Child protection is part of safeguarding and refers to the activity undertaken to protect children suffering from, or at risk of, significant harm. (Working Together to Safeguard Children 2023)
Types of abuse
Physical abuse
A form of abuse which may involve hitting, shaking, throwing, poisoning, burning, or scalding, drowning, suffocating, or otherwise causing physical harm to a child. Physical harm may also be caused when a parent or carer fabricates the symptoms of, or deliberately induces, illness in a child.
Sexual abuse
Involves forcing or enticing a child or young person to take part in sexual activities, not necessarily involving a high level of violence, whether or not the child is aware of what is happening. The activities may involve physical contact, including assault by penetration (for example, rape or oral sex) or non-penetrative acts, such as masturbation, kissing, rubbing, and touching outside of clothing. They may also include non-contact activities, such as involving children in looking at, or in the production of, sexual images, watching sexual activities, encouraging children to behave in sexually inappropriate ways, or grooming a child in preparation for abuse. Sexual abuse can take place online, and technology can be used to facilitate offline abuse. Sexual abuse is not solely perpetrated by adult males. Women can also commit acts of sexual abuse, as can other children
Neglect
Neglect is defined in Working Together to Safeguard Children 2023 as:
The persistent failure to meet a child’s basic physical and/or psychological needs, likely to result in the serious impairment of the child’s health or development. Neglect may occur during pregnancy or once a child is born.
As well as the statutory definition, it is important to have regard to the specific needs of children that are often subsumed under the term ‘failure to meet a child’s basic physical and/or psychological (and/ or emotional) needs regarding the following 6 forms of neglect:
- Medical neglect – minimizing or denying children’s health needs and failing to seek appropriate medical attention or administer medication/treatments
- Nutritional neglect – failure to thrive/childhood obesity
- Emotional neglect – unresponsive to a child’s basic emotional needs
- Educational neglect – failure to provide a stimulating environment, support learning or ensure school attendance
- Physical neglect – not providing appropriate clothing, food, cleanliness and living conditions
- Lack of supervision and guidance – failure to provide an adequate level of guidance and supervision
Emotional Abuse
The persistent emotional maltreatment of a child so as to cause severe and persistent adverse effects on the child’s emotional development. It may involve conveying to a child that they are worthless or unloved, inadequate, or valued only insofar as they meet the needs of another person. It may include not giving the child opportunities to express their views, deliberately silencing them, or making fun of what they say or how they communicate. It may feature age or developmentally inappropriate expectations being imposed on children.

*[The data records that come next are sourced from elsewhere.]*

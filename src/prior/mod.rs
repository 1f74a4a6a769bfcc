//! Prior distributions over blocks of the parameter space.
//!
//! A run composes one or more priors; each governs a contiguous block of
//! coordinates and the blocks are concatenated in insertion order, their
//! dimensions summing to D. Priors are black-box samplers to the nested
//! iteration: they fill the initial population and thin the candidates
//! produced by the constrained ellipsoid draw.

mod normal;
mod uniform;

pub use normal::NormalPrior;
pub use uniform::UniformPrior;

use nalgebra::{DMatrixViewMut, DVectorView};
use rand::rngs::StdRng;

/// Failure to construct a prior.
#[derive(Debug, Clone, PartialEq)]
pub enum PriorError {
    /// The parameter vectors defining the prior have different lengths.
    DimensionMismatch {
        /// Length of the first defining vector.
        first: usize,
        /// Length of the second defining vector.
        second: usize,
    },

    /// A lower bound is not strictly below its upper bound.
    InvertedBounds {
        /// Coordinate at fault.
        dimension: usize,
        /// Offending lower bound.
        minimum: f64,
        /// Offending upper bound.
        maximum: f64,
    },

    /// A scale parameter is not strictly positive.
    NonPositiveSpread {
        /// Coordinate at fault.
        dimension: usize,
        /// Offending standard deviation.
        std_dev: f64,
    },
}

impl std::fmt::Display for PriorError {
    fn fmt(&self, f: &mut std::fmt::Formatter<'_>) -> std::fmt::Result {
        match self {
            PriorError::DimensionMismatch { first, second } => {
                write!(
                    f,
                    "Prior is misconfigured: defining vectors have lengths {} and {}",
                    first, second
                )
            }
            PriorError::InvertedBounds {
                dimension,
                minimum,
                maximum,
            } => {
                write!(
                    f,
                    "Prior is misconfigured: bounds [{}, {}] for coordinate {} are not increasing",
                    minimum, maximum, dimension
                )
            }
            PriorError::NonPositiveSpread { dimension, std_dev } => {
                write!(
                    f,
                    "Prior is misconfigured: standard deviation {} for coordinate {} is not positive",
                    std_dev, dimension
                )
            }
        }
    }
}

impl std::error::Error for PriorError {}

/// A prior distribution over a block of coordinates.
pub trait Prior {
    /// Number of coordinates this prior governs.
    fn n_dimensions(&self) -> usize;

    /// Fill each column of `block` with an independent sample.
    fn draw(&self, block: &mut DMatrixViewMut<f64>, rng: &mut StdRng);

    /// Rejection test for a candidate sub-vector produced by the constrained
    /// ellipsoid draw.
    ///
    /// Uniform priors accept iff the block lies inside their support;
    /// non-uniform priors thin by density so that accepted candidates are
    /// distributed per the prior within the sampled region.
    fn drawn_point_is_accepted(&self, block: &DVectorView<f64>, rng: &mut StdRng) -> bool;
}
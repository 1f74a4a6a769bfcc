//! Draw-attempt exhaustion: with a single attempt per replacement the run
//! must stop prematurely, keep the partial posterior, and raise nothing.

use nalgebra::DVector;
use nidus::{
    ConstantReducer, EuclideanMetric, FnLikelihood, KmeansClusterer, KmeansConfig, NestedSampler,
    ParameterVector, Results, SamplerConfig, UniformPrior,
};

#[test]
fn single_attempt_budget_forces_premature_stop() {
    let config = SamplerConfig {
        initial_n_live: 100,
        min_n_live: 100,
        n_initial_iterations_without_clustering: 50,
        n_iterations_with_same_clustering: 10,
        max_draw_attempts: 1,
        // Effectively unreachable: exhaustion must end the run first.
        termination_factor: 1e-10,
        seed: Some(5150),
        ..SamplerConfig::default()
    };

    // A needle-sharp likelihood keeps the acceptance region collapsing
    // faster than a one-candidate budget can track.
    let likelihood = FnLikelihood::new(|p: &ParameterVector| -0.5 * p.norm_squared() / 1e-4);
    let prior = UniformPrior::new(
        DVector::from_element(2, -5.0),
        DVector::from_element(2, 5.0),
    )
    .unwrap();
    let clusterer = KmeansClusterer::new(
        EuclideanMetric,
        KmeansConfig {
            min_clusters: 1,
            max_clusters: 2,
            ..KmeansConfig::default()
        },
    );

    let mut sampler =
        NestedSampler::new(config, vec![Box::new(prior)], likelihood, clusterer).unwrap();

    sampler
        .run(&mut ConstantReducer)
        .expect("exhaustion is a graceful termination, not an error");

    assert!(sampler.terminated_prematurely());

    // The partial posterior is complete: one shell per completed iteration,
    // the shell posted by the failed iteration, and the full live batch.
    let record = sampler.posterior();
    assert_eq!(record.len(), sampler.n_iterations() + 1 + sampler.n_live());

    // And still usable downstream.
    let results = Results::new(&sampler);
    assert!(results.log_evidence().is_finite());
    assert_eq!(results.normalized_weights().len(), record.len());
}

These may include interactions that are beyond a child’s developmental capability, as well as overprotection and limitation of exploration and learning, or preventing the child participating in normal social interaction. It may involve seeing or hearing the ill-treatment of another. It may involve serious bullying (including cyber bullying), causing children frequently to feel frightened or in danger, or the exploitation or corruption of children. Some level of emotional abuse is involved in all types of maltreatment of a child, though it may occur alone
Children and domestic abuse
Domestic abuse affects the whole family. In the Domestic Abuse Act 2021 it was finally recognised that children who experience domestic abuse are victims in their own right.